» PROBLEM: Show every line of the data that includes the word "CreateCourseRequest".

Saved entries:
* * * * *
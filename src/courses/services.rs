use std::collections::HashMap;

use tracing::info;
use uuid::Uuid;
use validator::Validate;

use super::dto::{CatalogEntry, CourseDetail, CreateCourseRequest, UpdateCourseRequest};
use super::repo_types::{Course, CourseChanges, CourseUpdate, CourseWithCount, NewCourse};
use crate::audit::{AuditAction, AuditEntity};
use crate::auth::identity::Identity;
use crate::error::{PortalError, PortalResult};
use crate::state::AppState;

pub async fn create_course(
    st: &AppState,
    who: &Identity,
    req: CreateCourseRequest,
) -> PortalResult<Course> {
    who.require_admin()?;
    let req = req.normalized();
    req.validate()?;

    let new = NewCourse {
        code: req.code,
        name: req.name,
        description: req.description,
        credits: req.credits,
        capacity: req.capacity,
        instructor: req.instructor,
        schedule: req.schedule,
        is_active: req.is_active,
    };
    let course = st
        .store
        .insert_course(&new)
        .await?
        .ok_or_else(|| PortalError::conflict("Course code already exists"))?;

    st.audit.record(
        who.user_id,
        AuditAction::Create,
        AuditEntity::Course,
        course.id,
        format!("Created course: {} - {}", course.code, course.name),
    );
    info!(course_id = %course.id, code = %course.code, "course created");
    Ok(course)
}

pub async fn update_course(
    st: &AppState,
    who: &Identity,
    id: Uuid,
    req: UpdateCourseRequest,
) -> PortalResult<Course> {
    who.require_admin()?;
    let req = req.normalized();
    req.validate()?;

    let changes = CourseChanges {
        code: req.code,
        name: req.name,
        description: req.description,
        credits: req.credits,
        capacity: req.capacity,
        instructor: req.instructor,
        schedule: req.schedule,
        is_active: req.is_active,
    };
    let course = match st.store.update_course(id, &changes).await? {
        CourseUpdate::Updated(c) => c,
        CourseUpdate::NotFound => return Err(PortalError::not_found("Course not found")),
        CourseUpdate::CodeTaken => return Err(PortalError::conflict("Course code already exists")),
    };

    st.audit.record(
        who.user_id,
        AuditAction::Update,
        AuditEntity::Course,
        course.id,
        format!("Updated course: {}", course.code),
    );
    Ok(course)
}

pub async fn delete_course(st: &AppState, who: &Identity, id: Uuid) -> PortalResult<()> {
    who.require_admin()?;

    let course = st
        .store
        .find_course(id)
        .await?
        .ok_or_else(|| PortalError::not_found("Course not found"))?;
    if !st.store.delete_course(id).await? {
        return Err(PortalError::not_found("Course not found"));
    }

    st.audit.record(
        who.user_id,
        AuditAction::Delete,
        AuditEntity::Course,
        id,
        format!("Deleted course: {}", course.code),
    );
    info!(course_id = %id, "course deleted");
    Ok(())
}

pub async fn list_courses(st: &AppState, who: &Identity) -> PortalResult<Vec<CourseWithCount>> {
    who.require_admin()?;
    Ok(st.store.list_courses().await?)
}

pub async fn get_course(st: &AppState, who: &Identity, id: Uuid) -> PortalResult<CourseDetail> {
    who.require_admin()?;
    let course = st
        .store
        .find_course(id)
        .await?
        .ok_or_else(|| PortalError::not_found("Course not found"))?;
    let enrollments = st.store.list_course_enrollments(id).await?;
    Ok(CourseDetail {
        course,
        enrollments,
    })
}

/// Active courses with remaining seats and the caller's own enrollment status.
pub async fn catalog(st: &AppState, who: &Identity) -> PortalResult<Vec<CatalogEntry>> {
    who.require_student()?;

    let mine: HashMap<Uuid, _> = st
        .store
        .list_enrollments_for_user(who.user_id)
        .await?
        .into_iter()
        .map(|e| (e.enrollment.course_id, e.enrollment.status))
        .collect();

    let entries = st
        .store
        .list_active_courses()
        .await?
        .into_iter()
        .map(|c| CatalogEntry {
            available_seats: (i64::from(c.course.capacity) - c.active_enrollments).max(0),
            enrollment_status: mine.get(&c.course.id).copied(),
            course: c.course,
        })
        .collect();
    Ok(entries)
}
* * * * *
» RESPONSE TO THE EXERCISE:
use super::dto::{CatalogEntry, CourseDetail, CreateCourseRequest, UpdateCourseRequest};
    req: CreateCourseRequest,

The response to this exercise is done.